In our discourse of the endorsements issue, Kory Boone mentioned that he had obtained the opinions of three other ‎attorneys, all of whom had different interpretations. These opinions were received to advise the MDYR Executive Board, not Mr. Boone.  I asked Mr. Boone to forward these opinions, to which I received no response.   The opinions should have been forwarded to the entire board to consider, so that if it was going to exercise discretion in doing so, the MDYR Executive Board could make an informed decision on the proper interpretation of the provision. My request was entirely ignored by Mr. Boone, and I can only believe this was because Mr. Boone was blatantly lying when he said he had consulted three attorneys.  

As I have stated before, the MDYR Executive Board never held a meeting regarding the proper interpretation of the prohibited endorsements provision and Mr. Boone allowed for no discussion on his endorsement motion, as required by Robert's Rules, during the meeting last week.‎   Furthermore, in the absence of unanimous written consent, the MDYR Executive Board could not have approved any action (including a Bylaws interpretation) without a meeting.  

The mishandling of the endorsement issue presents only one example of the larger problem that I have generally observed with Mr. Boone.  Mr. Boone has demonstrated that he will do whatever he wants, whenever he wants, whether authorized to do so or not. It really disappoints me to see this organization led by someone who consistently demonstrates an unwilliness to constrain his actions and conduct to that which is proper and legally permissible. 

Equally or even more troubling than Mr. Boone's mishandling of the endorsement issue is Mr. Boone's mishandling of MDYRs funds, for which he and Eric Beasley serve as fiduciaries of the MDYRs organization. The MDYR Constitution and the MDYR Bylaws make it abundantly clear that Mr. Boone is not empowered to expend any MDYR funds without prior approval of the MDYR Executive Board. Nonetheless, Mr. Boone wanted to unilaterally expend funds for his initiatives without going through the "trouble" to seek prior board approval, so he just went ahead expended the funds.   Mr. Boone's actions in this regard constituted criminal misappropriation and breach of fiduciary duty and present a prime illustration of Mr. Boone's egregious behavior.  With respect to this issue, I insist that Mr. Boone immediately reimburse the organization for any disbursements that were made without prior board approval, and I also insist that Mr. Boone cease and desist from expending any additional funds without prior approval of the MDYR Executive Board. 

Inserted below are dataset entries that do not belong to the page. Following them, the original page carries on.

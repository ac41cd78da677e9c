//! Plain data produced by the decoder and handed to a [`Visitor`](crate::visitor::Visitor).
pub mod indices;
pub mod instruction;
pub mod types;

mod module;
pub use module::{
    CustomSection, Data, DataSegment, Element, ElementEntry, ExportEntry, Function,
    FunctionBody, GlobalEntry, ImportEntry, ImportKind, LocalEntry, Module, ModuleHeader,
    Section, SectionKind,
};
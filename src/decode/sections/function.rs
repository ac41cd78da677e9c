use crate::core::indices::TypeIdx;
use crate::decode::error::DecodeError;
use crate::decode::reader::Reader;
use crate::visitor::Visitor;

/// <https://www.w3.org/TR/wasm-core-1/#function-section%E2%91%A0>
pub(crate) fn decode_function_section<V: Visitor + ?Sized>(
    reader: &mut Reader<'_>,
    visitor: &mut V,
) -> Result<(), DecodeError> {
    let count = reader.read_var_u32()?;
    visitor.function_section(count)?;

    for index in 0..count {
        visitor.function_entry(index, TypeIdx(reader.read_var_u32()?))?;
    }

    Ok(())
}
//! Decoding of the WebAssembly binary format: the byte cursor, the varint codec, type records,
//! instructions, and the module-level section state machine.
pub mod error;
pub(crate) mod helpers;
pub mod instructions;
pub mod integer;
pub(crate) mod module;
pub mod reader;
pub(crate) mod sections;
pub mod types;

pub use error::{DecodeError, ErrorKind, HeaderError, InvalidSectionError};
pub use instructions::Instructions;
pub use module::{Decoder, DecoderConfig, InvalidSectionIdError, MAGIC, VERSION, decode, decode_module};
pub use reader::Reader;

pub(crate) trait FromMarkerByte
where
    Self: Sized + Copy + std::fmt::Debug + 'static,
{
    type Error: From<u8>;

    // defines the mapping between expected bytes and the corresponding value
    fn markers() -> &'static phf::OrderedMap<u8, Self>;

    fn markers_formatted() -> String {
        Self::markers()
            .entries()
            .map(|(marker, variant)| format!("{marker:#04X} ({variant:?})"))
            .collect::<Vec<String>>()
            .join(", ")
    }

    fn from_marker(b: u8) -> Result<Self, Self::Error> {
        match Self::markers().get(&b) {
            Some(n) => Ok(*n),
            None => Err(b.into()),
        }
    }
}
use crate::core::types::ExternalKind;
use crate::decode::error::{DecodeError, InvalidSectionError};
use crate::decode::reader::Reader;
use crate::decode::FromMarkerByte;
use phf::phf_ordered_map;
use thiserror::Error;

// Valid marker bytes for [ExternalKind].
#[expect(non_upper_case_globals)]
static ExternalKind_MARKERS: phf::OrderedMap<u8, ExternalKind> = phf_ordered_map! {
    0x00u8 => ExternalKind::Function,
    0x01u8 => ExternalKind::Table,
    0x02u8 => ExternalKind::Memory,
    0x03u8 => ExternalKind::Global,
};

#[derive(Debug, Error, PartialEq, Eq, Clone, Copy)]
#[error(
    "invalid external kind marker byte - expected one of {markers}; got {0:#04X}",
    markers = ExternalKind::markers_formatted()
)]
pub struct InvalidExternalKindError(pub u8);

impl From<u8> for InvalidExternalKindError {
    fn from(b: u8) -> Self {
        Self(b)
    }
}

impl FromMarkerByte for ExternalKind {
    type Error = InvalidExternalKindError;

    fn markers() -> &'static phf::OrderedMap<u8, Self> {
        &ExternalKind_MARKERS
    }
}

impl ExternalKind {
    pub fn decode(reader: &mut Reader<'_>) -> Result<Self, DecodeError> {
        let start = reader.offset();
        let b = reader.read_u8()?;
        Self::from_marker(b).map_err(|e| DecodeError::new(start, InvalidSectionError::from(e)))
    }
}
//! One decoder per section body. Each reads its element count, reports it, and then forwards
//! every record to the visitor as soon as it is decoded.
pub(crate) mod code;
pub(crate) mod custom;
pub(crate) mod data;
pub(crate) mod element;
pub(crate) mod export;
pub(crate) mod function;
pub(crate) mod global;
pub(crate) mod import;
pub(crate) mod memory;
pub(crate) mod start;
pub(crate) mod table;
pub(crate) mod r#type;

pub(crate) use code::decode_code_section;
pub(crate) use custom::decode_custom_section;
pub(crate) use data::decode_data_section;
pub(crate) use element::decode_element_section;
pub(crate) use export::decode_export_section;
pub(crate) use function::decode_function_section;
pub(crate) use global::decode_global_section;
pub(crate) use import::decode_import_section;
pub(crate) use memory::decode_memory_section;
pub(crate) use start::decode_start_section;
pub(crate) use table::decode_table_section;
pub(crate) use r#type::decode_type_section;
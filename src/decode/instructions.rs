//! Instruction decoding.
//!
//! Decoding one instruction reads its opcode byte, looks up the opcode's [`ImmediateShape`] and
//! decodes exactly the fields that shape specifies. The same routine serves whole function
//! bodies (through [`Instructions`]) and the restricted constant-expression grammar.
//!
//! Defined in <https://www.w3.org/TR/wasm-core-1/#binary-instr>
use crate::core::FunctionBody;
use crate::core::indices::TypeIdx;
use crate::core::instruction::{
    BranchTable, ConstExpr, Immediate, ImmediateShape, Instruction, MemArg, Opcode,
};
use crate::core::types::ValueType;
use crate::decode::error::{DecodeError, ErrorKind, InvalidSectionError};
use crate::decode::helpers::capacity_hint;
use crate::decode::reader::Reader;

impl Instruction {
    /// Decodes the instruction at the reader's position.
    pub fn decode(reader: &mut Reader<'_>) -> Result<Self, DecodeError> {
        let start = reader.offset();
        let byte = reader.read_u8()?;
        let opcode = Opcode::from_byte(byte)
            .ok_or_else(|| DecodeError::new(start, ErrorKind::UnknownOpcode(byte)))?;
        let immediate = Immediate::decode(opcode.shape(), reader)?;
        Ok(Instruction { opcode, immediate })
    }
}

impl Immediate {
    /// Decodes an operand of the given shape.
    pub fn decode(shape: ImmediateShape, reader: &mut Reader<'_>) -> Result<Self, DecodeError> {
        Ok(match shape {
            ImmediateShape::None => Immediate::None,
            ImmediateShape::Index => Immediate::Index(reader.read_var_u32()?),
            ImmediateShape::BlockType => {
                Immediate::BlockType(ValueType::decode_block_type(reader)?)
            }
            ImmediateShape::VarI32 => Immediate::I32(reader.read_var_i32()?),
            ImmediateShape::VarI64 => Immediate::I64(reader.read_var_i64()?),
            ImmediateShape::F32 => Immediate::F32(reader.read_f32()?),
            ImmediateShape::F64 => Immediate::F64(reader.read_f64()?),
            ImmediateShape::BranchTable => Immediate::BranchTable(BranchTable::decode(reader)?),
            ImmediateShape::Memory => Immediate::Memory(MemArg::decode(reader)?),
            ImmediateShape::CallIndirect => {
                let type_index = TypeIdx(reader.read_var_u32()?);
                read_reserved(reader)?;
                Immediate::CallIndirect(type_index)
            }
            ImmediateShape::Reserved => {
                read_reserved(reader)?;
                Immediate::None
            }
        })
    }
}

/// A one-byte immediate the MVP reserves for future use; it must be zero.
fn read_reserved(reader: &mut Reader<'_>) -> Result<(), DecodeError> {
    let start = reader.offset();
    if reader.read_var_u7()? != 0 {
        return Err(DecodeError::new(start, InvalidSectionError::NonZeroReserved));
    }
    Ok(())
}

impl BranchTable {
    pub fn decode(reader: &mut Reader<'_>) -> Result<Self, DecodeError> {
        let count = reader.read_var_u32()?;
        let mut targets = Vec::with_capacity(capacity_hint(count, reader));
        for _ in 0..count {
            targets.push(reader.read_var_u32()?);
        }
        let default = reader.read_var_u32()?;
        Ok(BranchTable { targets, default })
    }
}

impl MemArg {
    pub fn decode(reader: &mut Reader<'_>) -> Result<Self, DecodeError> {
        let flags = reader.read_var_u32()?;
        let offset = reader.read_var_u32()?;
        Ok(MemArg { flags, offset })
    }
}

impl ConstExpr {
    /// Decodes a constant expression: one `global.get` or `*.const` instruction followed by
    /// `end`.
    ///
    /// <https://www.w3.org/TR/wasm-core-1/#constant-expressions%E2%91%A0>
    pub fn decode(reader: &mut Reader<'_>) -> Result<Self, DecodeError> {
        let start = reader.offset();
        let expr = ConstExpr::try_from(Instruction::decode(reader)?).map_err(|op| {
            DecodeError::new(start, InvalidSectionError::NonConstantInstruction(op))
        })?;

        let end_at = reader.offset();
        let end = Instruction::decode(reader)?;
        if end.opcode != Opcode::End {
            return Err(DecodeError::new(
                end_at,
                InvalidSectionError::UnterminatedConstExpr(end.opcode),
            ));
        }

        Ok(expr)
    }
}

/// An iterator decoding a function body's instruction stream one instruction at a time.
///
/// Nesting is tracked so that iteration stops right after the `end` closing the function
/// (which is yielded). An `else` outside an `if`, bytes left after the final `end`, or a
/// stream that runs out before it are errors. Running out inside a window that the input
/// continues past is an overrun of the body's declared size rather than a truncation. After
/// the first error the iterator is fused.
#[derive(Debug, Clone)]
pub struct Instructions<'a> {
    reader: Reader<'a>,
    blocks: Vec<Opcode>,
    done: bool,
}

impl<'a> Instructions<'a> {
    pub fn new(reader: Reader<'a>) -> Self {
        Self {
            reader,
            blocks: Vec::new(),
            done: false,
        }
    }

    /// The position of the next instruction.
    pub fn offset(&self) -> usize {
        self.reader.offset()
    }

    /// The number of blocks currently open, not counting the function body itself.
    pub fn depth(&self) -> usize {
        self.blocks.len()
    }

    fn decode_next(&mut self) -> Result<Instruction, DecodeError> {
        let start = self.reader.offset();
        let instr = Instruction::decode(&mut self.reader)?;

        match instr.opcode {
            op if op.opens_block() => self.blocks.push(op),
            Opcode::Else => match self.blocks.last_mut() {
                Some(top) if *top == Opcode::If => *top = Opcode::Else,
                _ => {
                    return Err(DecodeError::new(
                        start,
                        InvalidSectionError::UnbalancedDelimiter(Opcode::Else),
                    ));
                }
            },
            Opcode::End => {
                if self.blocks.pop().is_none() {
                    self.done = true;
                    if !self.reader.is_empty() {
                        return Err(self.reader.error(InvalidSectionError::TrailingBytesAfterEnd {
                            count: self.reader.remaining(),
                        }));
                    }
                }
            }
            _ => {}
        }

        Ok(instr)
    }
}

impl Iterator for Instructions<'_> {
    type Item = Result<Instruction, DecodeError>;

    fn next(&mut self) -> Option<Self::Item> {
        if self.done {
            return None;
        }
        let result = self.decode_next().map_err(|e| {
            self.reader
                .overrun_error(e, |needed| InvalidSectionError::BodyOverrun { needed })
        });
        if result.is_err() {
            self.done = true;
        }
        Some(result)
    }
}

impl std::iter::FusedIterator for Instructions<'_> {}

impl<'a> FunctionBody<'a> {
    /// Decodes the body's instructions, up to and including its final `end`.
    pub fn instructions(&self) -> Instructions<'a> {
        Instructions::new(self.code())
    }
}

I sincerely hope that Mr. Boone will come to the realization that his conduct must be bound by rules and law.  

Thank you for your time and attention.

Note, again, that this was followed by his resignation not ten minutes after. Now, I'm not a lawyer, so my comments are not legal advice, but I can use the same tools of analysis that Rheinstein should've used.

First, let's address the endorsement issue. Not only did the Griffiths endorse a candidate slate from the podium as event chair during the last convention without objection, Rheinstein himself joined the official endorsement of the same slate in 2011. The language used in the endorsement is a clear endorsement from the MDYR executive committee.

Yes, there's enough weasel language in the endorsement to dishonestly claim that the endorsement was personal, not official. But it's clear that the endorsement came from MDYR executive committee itself. Leading with:

[T]he entire YRs United team are hard working people and I'm am proud that Maryland has unanimously  endorsed the YRs United team.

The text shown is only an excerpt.